Malacañang is confident that the new rotational basing deal or the enhanced defense cooperation agreement (EDCA) entered into by the Philippines and the United States will stand legal scrutiny in the Supreme Court.
Presidential Communications Secretary Herminio Coloma Jr. made the statement on Sunday as some militant lawmakers were reported to be preparing to question the legality of the agreement before the High Court.
“Iginagalang po natin ang mga kuro-kuro ng mga hindi sumasang-ayon [We respect the opinion of those who do not agree with us],” Coloma said on government-run dzRB radio.
“Malinaw naman po sa ating sistema ng demokrasya na mayroong mga hakbang na maaari silang gawin, tulad ng pagdudulog sa ating Korte Suprema. Mainam po sigurong hintayin na lang natin kung magaganap nga ‘yan [It is clear that our democratic system provides for steps that they may take, including seeking relief from the Supreme Court. It is best to wait if that will happen],” he added
Coloma, however, asked the public to try to first understand and accept the agreement, which was entered into by the government for the welfare of the nation.
“Sa buong proseso ng pakikipagtalakayan sa Estados Unidos hinggil sa kasunduang ito, wala pong ibang isinaalang-alang ang ating Philippine panel kundi ang pambansang interes ng Pilipinas [During our talks with the United States on the agreement, the only consideration of the Philippine panel was no other than the national interest of the Philippines],” he said
The Palace official, moreover, disputed Sen. Joker Arroyo’s position that the Aquino administration skirted the constitutional ban on foreign military bases through the Edca.
He said there was a “clear provision that the US would not establish a permanent military presence or base in the Philippines” and that access to agreed locations “will be at the invitation of the Philippine government.”
Arroyo earlier said the Edca is worse than actually having foreign bases in the country—which is prohibited by the Philippine Constitution—since it allows local bases to be used by American forces.
But Coloma insisted that there was nothing wrong with the agreement.

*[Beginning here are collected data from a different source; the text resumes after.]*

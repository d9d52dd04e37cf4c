//! The requesting user, as established by the session layer in front of us.
//!
//! The session layer forwards the authenticated user's id in the
//! `x-user-id` header. A missing or unparsable header, or an id that names no
//! user, yields an anonymous viewer.

use std::sync::Arc;

use anishelf_core::{
  store::CatalogStore,
  user::{User, UserId},
};
use axum::{extract::FromRequestParts, http::request::Parts};

use crate::error::ApiError;

pub const USER_HEADER: &str = "x-user-id";

/// `None` for anonymous visitors.
pub struct Viewer(pub Option<User>);

impl Viewer {
  pub fn user(&self) -> Option<&User> { self.0.as_ref() }

  pub fn require(&self) -> Result<&User, ApiError> { self.0.as_ref().ok_or(ApiError::Unauthorized) }

  /// A signed-in moderator or admin.
  pub fn require_staff(&self) -> Result<&User, ApiError> {
    let user = self.require()?;
    if user.role.can_moderate() {
      Ok(user)
    } else {
      Err(ApiError::Forbidden("moderator or admin role required".into()))
    }
  }
}

impl<S> FromRequestParts<Arc<S>> for Viewer
where
  S: CatalogStore + 'static,
{
  type Rejection = ApiError;

  async fn from_request_parts(parts: &mut Parts, store: &Arc<S>) -> Result<Self, Self::Rejection> {
    let Some(id) = parts
      .headers
      .get(USER_HEADER)
      .and_then(|v| v.to_str().ok())
      .and_then(|s| s.trim().parse::<UserId>().ok())
    else {
      return Ok(Viewer(None));
    };

    let user = store.get_user(id).await.map_err(ApiError::store)?;
    if user.is_none() {
      tracing::debug!(user_id = id, "unknown viewer id, treating as anonymous");
    }
    Ok(Viewer(user))
  }
}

Saying the government “[respects]the views of Sen. Arroyo and other leaders on the [Edca],” he cited the main features of the agreement:
clear provision that the US would not establish a permanent military presence or base in the Philippines; US access to and use of designated areas in Armed Forces of the Philippines-owned-and-controlled facilities will be at the invitation of the Philippine government; prior consent of the Philippines through the Mutual Defense Board and Security Engagement Board with regard to US access and use of agreed locations, which may be lifted in an annex and further described in an implementing arrangement; Philippines’ retention of primary responsibility for security of the agreed locations and access of the AFP base commander to the entire area of the agreed locations.